[Records for this task — start]

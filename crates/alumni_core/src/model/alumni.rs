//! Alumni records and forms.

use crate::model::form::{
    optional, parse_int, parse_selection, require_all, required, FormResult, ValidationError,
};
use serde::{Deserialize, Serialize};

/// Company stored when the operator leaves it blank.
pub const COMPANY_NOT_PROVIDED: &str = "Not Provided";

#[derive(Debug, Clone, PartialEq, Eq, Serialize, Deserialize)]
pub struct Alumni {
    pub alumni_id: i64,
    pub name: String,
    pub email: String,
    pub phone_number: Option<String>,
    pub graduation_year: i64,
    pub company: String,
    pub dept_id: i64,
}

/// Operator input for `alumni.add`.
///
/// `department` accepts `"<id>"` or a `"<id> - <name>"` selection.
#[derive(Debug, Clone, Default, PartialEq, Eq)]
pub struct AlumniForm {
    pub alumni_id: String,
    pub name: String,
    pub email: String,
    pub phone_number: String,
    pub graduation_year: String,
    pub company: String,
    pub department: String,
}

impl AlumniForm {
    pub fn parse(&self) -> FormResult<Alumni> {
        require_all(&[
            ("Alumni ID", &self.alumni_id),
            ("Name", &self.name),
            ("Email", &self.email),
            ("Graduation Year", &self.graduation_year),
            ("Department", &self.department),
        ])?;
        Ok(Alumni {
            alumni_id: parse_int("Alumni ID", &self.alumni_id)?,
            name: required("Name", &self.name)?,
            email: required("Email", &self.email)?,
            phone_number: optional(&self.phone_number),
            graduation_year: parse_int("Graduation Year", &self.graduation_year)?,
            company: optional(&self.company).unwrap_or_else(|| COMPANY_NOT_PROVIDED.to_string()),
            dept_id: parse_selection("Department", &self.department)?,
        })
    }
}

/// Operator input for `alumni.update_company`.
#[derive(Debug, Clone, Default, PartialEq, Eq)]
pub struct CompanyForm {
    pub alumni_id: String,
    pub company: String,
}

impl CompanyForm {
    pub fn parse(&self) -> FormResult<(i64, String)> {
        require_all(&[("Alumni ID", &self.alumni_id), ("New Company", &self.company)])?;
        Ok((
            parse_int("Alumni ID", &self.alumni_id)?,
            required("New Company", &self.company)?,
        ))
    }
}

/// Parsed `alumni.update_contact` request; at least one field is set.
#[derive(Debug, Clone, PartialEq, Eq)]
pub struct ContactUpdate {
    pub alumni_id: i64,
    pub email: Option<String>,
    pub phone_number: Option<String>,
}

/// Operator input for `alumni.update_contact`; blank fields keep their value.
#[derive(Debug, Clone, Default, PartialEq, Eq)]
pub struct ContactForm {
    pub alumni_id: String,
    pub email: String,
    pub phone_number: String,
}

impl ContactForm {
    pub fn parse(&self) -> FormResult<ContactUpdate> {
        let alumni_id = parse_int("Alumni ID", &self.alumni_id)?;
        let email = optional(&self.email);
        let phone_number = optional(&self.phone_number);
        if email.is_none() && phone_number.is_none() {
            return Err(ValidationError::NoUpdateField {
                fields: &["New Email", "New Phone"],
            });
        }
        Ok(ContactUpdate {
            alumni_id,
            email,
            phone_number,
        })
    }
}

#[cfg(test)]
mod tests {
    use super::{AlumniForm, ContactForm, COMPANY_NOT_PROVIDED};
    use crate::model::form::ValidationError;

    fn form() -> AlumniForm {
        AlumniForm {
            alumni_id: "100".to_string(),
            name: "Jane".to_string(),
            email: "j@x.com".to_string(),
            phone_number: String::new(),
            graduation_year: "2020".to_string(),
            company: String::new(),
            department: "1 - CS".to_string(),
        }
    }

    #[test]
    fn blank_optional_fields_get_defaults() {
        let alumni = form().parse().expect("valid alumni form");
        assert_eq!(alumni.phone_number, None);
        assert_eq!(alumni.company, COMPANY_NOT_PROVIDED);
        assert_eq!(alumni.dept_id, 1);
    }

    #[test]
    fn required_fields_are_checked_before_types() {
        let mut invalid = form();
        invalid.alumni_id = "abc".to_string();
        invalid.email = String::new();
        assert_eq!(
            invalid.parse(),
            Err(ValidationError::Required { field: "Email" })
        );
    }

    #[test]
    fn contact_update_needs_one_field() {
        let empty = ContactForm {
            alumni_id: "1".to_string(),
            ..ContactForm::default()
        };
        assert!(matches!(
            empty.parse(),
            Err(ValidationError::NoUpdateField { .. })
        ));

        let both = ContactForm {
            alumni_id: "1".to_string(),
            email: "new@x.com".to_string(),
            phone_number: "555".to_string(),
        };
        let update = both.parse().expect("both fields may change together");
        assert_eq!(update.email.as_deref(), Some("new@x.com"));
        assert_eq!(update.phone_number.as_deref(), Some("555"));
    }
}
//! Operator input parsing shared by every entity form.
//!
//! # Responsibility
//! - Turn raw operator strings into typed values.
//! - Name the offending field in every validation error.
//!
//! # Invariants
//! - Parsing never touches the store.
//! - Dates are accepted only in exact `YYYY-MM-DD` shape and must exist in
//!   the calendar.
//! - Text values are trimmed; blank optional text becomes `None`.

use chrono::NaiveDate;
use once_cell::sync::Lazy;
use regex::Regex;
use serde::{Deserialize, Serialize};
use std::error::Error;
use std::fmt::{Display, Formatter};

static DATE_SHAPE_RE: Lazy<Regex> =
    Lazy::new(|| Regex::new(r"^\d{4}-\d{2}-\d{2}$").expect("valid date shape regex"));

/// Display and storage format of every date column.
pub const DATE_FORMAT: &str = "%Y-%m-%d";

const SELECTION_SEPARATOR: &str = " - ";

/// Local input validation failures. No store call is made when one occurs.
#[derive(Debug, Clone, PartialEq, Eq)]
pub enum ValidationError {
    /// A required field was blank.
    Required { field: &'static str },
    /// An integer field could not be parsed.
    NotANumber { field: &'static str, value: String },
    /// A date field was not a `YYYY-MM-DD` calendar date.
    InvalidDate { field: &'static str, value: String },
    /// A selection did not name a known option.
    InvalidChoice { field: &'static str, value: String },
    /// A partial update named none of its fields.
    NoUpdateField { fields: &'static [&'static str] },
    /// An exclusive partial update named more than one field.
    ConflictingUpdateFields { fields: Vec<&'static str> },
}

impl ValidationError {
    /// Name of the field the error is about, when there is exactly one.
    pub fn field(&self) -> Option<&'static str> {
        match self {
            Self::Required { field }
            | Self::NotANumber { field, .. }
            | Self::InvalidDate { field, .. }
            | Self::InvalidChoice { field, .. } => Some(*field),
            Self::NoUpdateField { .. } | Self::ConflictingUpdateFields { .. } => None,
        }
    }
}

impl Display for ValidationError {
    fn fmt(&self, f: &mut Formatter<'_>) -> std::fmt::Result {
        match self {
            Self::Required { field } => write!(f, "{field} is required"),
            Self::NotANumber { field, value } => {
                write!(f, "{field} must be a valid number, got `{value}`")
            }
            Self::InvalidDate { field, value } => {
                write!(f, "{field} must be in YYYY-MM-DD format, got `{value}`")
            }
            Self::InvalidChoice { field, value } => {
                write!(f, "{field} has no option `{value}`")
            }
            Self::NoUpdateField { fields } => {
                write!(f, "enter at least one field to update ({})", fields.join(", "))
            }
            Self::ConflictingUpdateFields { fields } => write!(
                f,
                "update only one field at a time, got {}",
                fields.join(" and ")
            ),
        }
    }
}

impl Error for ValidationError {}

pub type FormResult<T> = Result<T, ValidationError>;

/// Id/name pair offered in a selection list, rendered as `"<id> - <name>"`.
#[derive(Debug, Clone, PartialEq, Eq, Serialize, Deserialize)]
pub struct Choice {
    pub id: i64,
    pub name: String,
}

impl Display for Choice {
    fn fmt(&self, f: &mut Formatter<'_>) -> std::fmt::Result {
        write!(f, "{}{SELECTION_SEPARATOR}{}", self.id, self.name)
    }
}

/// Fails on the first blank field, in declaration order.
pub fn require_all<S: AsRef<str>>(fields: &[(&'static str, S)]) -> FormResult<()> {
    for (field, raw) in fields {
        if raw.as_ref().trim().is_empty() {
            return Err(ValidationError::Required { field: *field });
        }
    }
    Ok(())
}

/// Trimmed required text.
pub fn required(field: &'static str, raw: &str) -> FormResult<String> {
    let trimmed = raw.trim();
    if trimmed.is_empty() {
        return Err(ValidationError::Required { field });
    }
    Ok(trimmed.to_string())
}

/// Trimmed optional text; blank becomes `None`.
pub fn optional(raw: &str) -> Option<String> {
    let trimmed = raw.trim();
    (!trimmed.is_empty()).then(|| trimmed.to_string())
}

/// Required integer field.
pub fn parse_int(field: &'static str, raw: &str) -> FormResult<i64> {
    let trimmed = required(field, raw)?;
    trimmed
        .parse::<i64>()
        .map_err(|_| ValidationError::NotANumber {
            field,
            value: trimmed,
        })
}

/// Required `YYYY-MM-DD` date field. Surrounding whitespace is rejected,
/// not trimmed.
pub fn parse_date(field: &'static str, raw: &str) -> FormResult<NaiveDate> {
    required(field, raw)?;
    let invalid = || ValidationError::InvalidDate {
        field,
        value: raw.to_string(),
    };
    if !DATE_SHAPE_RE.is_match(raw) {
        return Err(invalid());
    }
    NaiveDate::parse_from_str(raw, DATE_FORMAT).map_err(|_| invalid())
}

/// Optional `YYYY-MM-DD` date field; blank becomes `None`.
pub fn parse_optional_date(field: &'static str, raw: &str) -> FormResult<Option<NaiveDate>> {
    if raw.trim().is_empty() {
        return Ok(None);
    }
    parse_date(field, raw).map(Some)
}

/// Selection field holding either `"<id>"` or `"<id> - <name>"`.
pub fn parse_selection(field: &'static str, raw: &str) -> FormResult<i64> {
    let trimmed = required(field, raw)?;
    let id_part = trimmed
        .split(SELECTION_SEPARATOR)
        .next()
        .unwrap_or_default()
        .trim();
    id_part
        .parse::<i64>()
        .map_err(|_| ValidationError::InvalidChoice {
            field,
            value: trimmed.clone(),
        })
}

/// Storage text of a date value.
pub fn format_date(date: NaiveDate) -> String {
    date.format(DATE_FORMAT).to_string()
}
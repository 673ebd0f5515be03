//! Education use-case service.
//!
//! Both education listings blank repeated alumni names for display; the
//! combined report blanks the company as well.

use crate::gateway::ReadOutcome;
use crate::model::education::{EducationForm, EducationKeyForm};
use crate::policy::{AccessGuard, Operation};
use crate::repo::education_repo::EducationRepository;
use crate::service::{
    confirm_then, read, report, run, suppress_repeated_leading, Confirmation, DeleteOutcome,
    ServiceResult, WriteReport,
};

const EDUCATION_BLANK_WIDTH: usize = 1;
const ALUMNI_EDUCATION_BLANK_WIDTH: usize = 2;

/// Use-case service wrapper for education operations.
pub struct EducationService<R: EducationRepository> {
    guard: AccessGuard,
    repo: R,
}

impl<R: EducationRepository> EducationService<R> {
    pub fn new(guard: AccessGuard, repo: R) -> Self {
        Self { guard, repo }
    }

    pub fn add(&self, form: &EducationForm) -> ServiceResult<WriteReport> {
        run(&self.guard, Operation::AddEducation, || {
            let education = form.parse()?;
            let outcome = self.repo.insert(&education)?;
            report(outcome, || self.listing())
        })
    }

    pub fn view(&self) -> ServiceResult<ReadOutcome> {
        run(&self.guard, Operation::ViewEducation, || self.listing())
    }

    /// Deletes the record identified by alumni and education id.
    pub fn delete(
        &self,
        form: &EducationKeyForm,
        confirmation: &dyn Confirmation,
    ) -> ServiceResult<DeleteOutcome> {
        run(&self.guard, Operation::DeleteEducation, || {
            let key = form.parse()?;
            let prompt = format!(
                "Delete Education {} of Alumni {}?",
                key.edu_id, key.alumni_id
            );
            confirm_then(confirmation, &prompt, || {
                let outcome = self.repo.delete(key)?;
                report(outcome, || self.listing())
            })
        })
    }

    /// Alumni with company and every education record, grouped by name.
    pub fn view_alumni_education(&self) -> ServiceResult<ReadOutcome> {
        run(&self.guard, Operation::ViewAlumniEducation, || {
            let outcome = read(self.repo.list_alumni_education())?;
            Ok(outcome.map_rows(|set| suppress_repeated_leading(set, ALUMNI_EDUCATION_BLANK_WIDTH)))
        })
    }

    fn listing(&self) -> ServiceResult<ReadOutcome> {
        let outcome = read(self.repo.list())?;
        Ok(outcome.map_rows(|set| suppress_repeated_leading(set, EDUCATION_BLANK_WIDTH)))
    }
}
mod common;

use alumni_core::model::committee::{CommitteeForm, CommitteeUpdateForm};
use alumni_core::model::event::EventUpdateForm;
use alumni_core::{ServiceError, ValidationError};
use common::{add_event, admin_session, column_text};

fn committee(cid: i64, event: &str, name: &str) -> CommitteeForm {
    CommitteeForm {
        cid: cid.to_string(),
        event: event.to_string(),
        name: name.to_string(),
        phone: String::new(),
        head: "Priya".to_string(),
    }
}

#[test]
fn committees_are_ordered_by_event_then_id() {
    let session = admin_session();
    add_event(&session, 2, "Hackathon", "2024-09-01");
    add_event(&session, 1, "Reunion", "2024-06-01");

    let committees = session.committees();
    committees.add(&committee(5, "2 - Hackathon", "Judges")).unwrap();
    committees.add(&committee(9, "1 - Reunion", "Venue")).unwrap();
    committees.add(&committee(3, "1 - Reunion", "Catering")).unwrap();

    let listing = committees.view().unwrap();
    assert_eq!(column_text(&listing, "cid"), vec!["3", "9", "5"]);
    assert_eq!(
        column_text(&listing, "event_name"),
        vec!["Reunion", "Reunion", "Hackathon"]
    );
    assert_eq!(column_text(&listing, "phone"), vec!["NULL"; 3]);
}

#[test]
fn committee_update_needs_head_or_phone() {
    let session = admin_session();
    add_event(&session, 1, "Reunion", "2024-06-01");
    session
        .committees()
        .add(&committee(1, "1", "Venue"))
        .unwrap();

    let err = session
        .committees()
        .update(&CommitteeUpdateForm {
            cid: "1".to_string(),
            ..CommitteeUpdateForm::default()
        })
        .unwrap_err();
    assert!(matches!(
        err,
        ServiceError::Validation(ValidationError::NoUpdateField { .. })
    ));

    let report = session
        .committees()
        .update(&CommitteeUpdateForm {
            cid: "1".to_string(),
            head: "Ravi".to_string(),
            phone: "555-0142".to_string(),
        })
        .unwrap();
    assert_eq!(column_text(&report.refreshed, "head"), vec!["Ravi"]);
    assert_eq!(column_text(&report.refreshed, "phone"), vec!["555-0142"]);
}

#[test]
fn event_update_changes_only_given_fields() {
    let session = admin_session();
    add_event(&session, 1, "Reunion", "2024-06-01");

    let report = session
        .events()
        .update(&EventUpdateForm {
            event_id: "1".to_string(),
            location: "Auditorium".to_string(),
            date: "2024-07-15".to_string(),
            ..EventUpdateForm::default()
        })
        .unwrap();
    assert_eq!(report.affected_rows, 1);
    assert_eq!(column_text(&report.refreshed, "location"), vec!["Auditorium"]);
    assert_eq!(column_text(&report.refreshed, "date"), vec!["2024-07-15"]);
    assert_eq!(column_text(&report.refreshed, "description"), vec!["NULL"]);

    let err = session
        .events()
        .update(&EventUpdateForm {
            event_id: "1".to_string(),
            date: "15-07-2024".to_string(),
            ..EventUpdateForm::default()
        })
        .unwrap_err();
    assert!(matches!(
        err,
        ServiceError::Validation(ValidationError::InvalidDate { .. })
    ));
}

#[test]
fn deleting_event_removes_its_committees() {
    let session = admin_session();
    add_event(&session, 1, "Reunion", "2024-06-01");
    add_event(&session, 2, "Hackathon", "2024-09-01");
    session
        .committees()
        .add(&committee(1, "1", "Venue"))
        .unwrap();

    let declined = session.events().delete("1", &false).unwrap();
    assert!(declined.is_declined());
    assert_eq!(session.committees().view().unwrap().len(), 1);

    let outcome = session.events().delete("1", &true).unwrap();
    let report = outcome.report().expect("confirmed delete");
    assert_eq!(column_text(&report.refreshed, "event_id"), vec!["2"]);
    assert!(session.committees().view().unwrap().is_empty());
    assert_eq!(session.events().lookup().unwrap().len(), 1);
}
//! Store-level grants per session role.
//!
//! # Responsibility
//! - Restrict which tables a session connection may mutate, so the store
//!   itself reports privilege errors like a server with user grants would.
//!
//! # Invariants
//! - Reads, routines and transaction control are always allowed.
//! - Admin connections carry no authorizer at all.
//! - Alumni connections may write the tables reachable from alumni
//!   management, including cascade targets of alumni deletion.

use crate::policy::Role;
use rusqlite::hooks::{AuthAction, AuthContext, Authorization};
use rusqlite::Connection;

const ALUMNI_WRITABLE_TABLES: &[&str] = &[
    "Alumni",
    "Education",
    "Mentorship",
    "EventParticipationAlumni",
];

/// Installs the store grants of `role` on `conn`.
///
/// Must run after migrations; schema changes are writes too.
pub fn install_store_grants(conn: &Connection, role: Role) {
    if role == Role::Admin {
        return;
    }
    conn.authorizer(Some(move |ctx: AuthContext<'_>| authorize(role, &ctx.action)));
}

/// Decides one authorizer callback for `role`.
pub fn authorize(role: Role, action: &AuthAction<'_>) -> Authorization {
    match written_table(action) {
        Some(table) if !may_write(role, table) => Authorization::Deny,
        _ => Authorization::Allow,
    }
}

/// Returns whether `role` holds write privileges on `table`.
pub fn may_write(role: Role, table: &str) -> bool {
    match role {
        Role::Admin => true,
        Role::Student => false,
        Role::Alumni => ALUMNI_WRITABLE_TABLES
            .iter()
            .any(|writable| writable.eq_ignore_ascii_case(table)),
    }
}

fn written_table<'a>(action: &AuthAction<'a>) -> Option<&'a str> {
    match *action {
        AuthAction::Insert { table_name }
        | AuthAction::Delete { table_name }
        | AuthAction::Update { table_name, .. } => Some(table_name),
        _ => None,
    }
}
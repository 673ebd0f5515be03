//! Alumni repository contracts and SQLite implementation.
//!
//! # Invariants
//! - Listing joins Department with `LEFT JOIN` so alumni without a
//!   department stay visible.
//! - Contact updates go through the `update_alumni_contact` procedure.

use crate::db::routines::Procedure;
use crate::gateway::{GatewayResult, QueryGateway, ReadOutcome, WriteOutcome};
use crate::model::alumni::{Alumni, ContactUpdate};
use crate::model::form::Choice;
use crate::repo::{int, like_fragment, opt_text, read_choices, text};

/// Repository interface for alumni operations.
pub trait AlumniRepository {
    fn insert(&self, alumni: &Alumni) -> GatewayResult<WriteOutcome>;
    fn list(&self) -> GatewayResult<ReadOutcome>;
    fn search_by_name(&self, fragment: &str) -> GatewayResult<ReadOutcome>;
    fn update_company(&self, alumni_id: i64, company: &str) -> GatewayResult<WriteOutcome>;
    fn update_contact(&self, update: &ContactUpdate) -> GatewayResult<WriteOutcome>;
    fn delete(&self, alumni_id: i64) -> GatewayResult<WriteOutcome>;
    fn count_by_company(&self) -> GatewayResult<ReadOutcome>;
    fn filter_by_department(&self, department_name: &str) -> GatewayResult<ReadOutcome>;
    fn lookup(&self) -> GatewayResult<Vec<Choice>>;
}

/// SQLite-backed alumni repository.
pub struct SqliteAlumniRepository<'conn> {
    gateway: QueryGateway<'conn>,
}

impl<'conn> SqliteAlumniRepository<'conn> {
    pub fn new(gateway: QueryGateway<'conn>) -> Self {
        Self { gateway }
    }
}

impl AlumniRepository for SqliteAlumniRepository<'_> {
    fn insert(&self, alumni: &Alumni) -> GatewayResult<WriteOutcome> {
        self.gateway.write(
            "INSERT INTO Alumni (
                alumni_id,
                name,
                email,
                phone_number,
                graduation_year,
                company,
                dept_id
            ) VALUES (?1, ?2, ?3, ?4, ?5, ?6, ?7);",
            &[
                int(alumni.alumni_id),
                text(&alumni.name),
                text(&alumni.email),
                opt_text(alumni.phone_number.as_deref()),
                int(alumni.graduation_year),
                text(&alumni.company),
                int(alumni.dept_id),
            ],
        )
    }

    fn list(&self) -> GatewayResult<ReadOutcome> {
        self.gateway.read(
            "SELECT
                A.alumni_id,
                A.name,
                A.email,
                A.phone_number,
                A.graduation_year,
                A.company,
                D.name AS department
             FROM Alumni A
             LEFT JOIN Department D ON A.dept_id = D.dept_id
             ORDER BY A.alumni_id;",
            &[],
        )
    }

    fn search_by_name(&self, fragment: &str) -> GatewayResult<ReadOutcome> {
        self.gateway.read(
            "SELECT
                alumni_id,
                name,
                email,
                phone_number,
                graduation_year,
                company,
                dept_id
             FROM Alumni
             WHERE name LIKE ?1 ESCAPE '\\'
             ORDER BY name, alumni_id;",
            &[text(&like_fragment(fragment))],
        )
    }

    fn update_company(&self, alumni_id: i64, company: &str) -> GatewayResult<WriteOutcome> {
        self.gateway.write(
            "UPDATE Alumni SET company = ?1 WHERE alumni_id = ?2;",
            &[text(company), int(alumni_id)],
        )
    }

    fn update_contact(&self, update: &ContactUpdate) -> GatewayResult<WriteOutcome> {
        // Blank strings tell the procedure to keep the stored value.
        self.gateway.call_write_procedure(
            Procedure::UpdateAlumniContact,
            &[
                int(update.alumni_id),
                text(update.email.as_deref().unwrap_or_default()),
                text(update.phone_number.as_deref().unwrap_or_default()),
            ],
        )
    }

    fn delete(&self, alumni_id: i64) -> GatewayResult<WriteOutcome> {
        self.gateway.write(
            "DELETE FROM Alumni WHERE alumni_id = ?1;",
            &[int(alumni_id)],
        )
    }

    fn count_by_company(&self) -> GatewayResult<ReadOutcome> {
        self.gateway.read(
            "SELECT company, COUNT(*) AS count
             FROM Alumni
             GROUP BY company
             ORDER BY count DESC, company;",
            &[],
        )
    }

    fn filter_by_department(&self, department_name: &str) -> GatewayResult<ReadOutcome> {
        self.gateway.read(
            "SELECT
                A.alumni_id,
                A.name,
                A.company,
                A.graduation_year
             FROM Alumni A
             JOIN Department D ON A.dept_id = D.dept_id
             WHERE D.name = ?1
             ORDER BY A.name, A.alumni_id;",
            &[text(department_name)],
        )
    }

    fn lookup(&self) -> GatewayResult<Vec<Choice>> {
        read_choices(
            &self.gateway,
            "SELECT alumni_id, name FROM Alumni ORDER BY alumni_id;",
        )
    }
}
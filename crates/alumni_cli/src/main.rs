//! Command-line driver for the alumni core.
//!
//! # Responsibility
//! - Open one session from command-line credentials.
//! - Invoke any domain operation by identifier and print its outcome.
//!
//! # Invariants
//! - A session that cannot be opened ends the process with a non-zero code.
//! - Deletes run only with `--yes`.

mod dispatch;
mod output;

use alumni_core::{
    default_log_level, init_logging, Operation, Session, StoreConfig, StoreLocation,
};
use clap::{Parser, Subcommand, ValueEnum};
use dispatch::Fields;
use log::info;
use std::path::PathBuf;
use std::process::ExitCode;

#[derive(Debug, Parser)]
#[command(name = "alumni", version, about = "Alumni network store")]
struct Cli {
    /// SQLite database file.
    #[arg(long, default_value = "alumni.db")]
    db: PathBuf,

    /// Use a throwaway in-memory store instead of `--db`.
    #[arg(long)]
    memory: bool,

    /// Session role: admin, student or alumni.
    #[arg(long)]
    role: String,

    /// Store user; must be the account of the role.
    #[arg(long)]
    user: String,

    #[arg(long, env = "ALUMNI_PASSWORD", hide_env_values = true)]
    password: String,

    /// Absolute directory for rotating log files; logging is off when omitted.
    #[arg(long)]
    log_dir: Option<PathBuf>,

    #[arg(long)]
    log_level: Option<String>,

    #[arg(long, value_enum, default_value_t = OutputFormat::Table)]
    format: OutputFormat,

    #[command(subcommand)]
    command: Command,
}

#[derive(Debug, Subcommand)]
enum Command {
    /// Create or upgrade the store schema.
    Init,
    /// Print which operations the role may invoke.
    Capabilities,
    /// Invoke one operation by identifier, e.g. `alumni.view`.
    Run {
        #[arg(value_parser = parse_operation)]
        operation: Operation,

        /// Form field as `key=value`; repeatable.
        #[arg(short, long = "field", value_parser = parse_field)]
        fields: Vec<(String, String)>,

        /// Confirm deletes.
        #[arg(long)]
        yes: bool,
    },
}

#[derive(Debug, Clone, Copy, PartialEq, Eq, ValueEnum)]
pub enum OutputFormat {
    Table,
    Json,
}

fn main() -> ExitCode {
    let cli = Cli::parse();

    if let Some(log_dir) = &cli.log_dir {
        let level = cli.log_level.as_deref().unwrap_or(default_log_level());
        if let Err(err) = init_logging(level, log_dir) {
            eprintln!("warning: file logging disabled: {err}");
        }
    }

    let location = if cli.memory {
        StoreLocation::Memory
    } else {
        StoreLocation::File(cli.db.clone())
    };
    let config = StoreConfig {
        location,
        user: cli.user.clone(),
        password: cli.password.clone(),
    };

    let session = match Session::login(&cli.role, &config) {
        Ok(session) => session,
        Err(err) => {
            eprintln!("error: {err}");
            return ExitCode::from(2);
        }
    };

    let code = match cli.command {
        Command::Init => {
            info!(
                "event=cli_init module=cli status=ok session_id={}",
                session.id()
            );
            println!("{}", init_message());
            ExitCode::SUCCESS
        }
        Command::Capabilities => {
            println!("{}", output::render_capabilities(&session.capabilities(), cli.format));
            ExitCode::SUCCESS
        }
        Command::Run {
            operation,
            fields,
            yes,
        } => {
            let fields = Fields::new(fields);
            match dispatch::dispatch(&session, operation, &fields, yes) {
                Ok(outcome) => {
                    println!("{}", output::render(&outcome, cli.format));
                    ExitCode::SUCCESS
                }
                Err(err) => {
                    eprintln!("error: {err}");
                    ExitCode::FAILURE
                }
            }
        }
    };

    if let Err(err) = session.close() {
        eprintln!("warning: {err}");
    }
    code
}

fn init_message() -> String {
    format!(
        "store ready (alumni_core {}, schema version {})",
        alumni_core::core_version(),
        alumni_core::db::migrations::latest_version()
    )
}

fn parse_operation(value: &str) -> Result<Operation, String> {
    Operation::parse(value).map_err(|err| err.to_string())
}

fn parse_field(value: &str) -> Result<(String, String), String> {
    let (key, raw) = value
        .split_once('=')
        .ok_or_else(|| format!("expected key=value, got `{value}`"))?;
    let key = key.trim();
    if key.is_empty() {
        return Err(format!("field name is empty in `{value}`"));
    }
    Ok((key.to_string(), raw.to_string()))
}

[Records for this task — finish]

Work required:
Every line of the data above that contains the word "Hackathon" should be counted; please give the total alone.

Task result:
4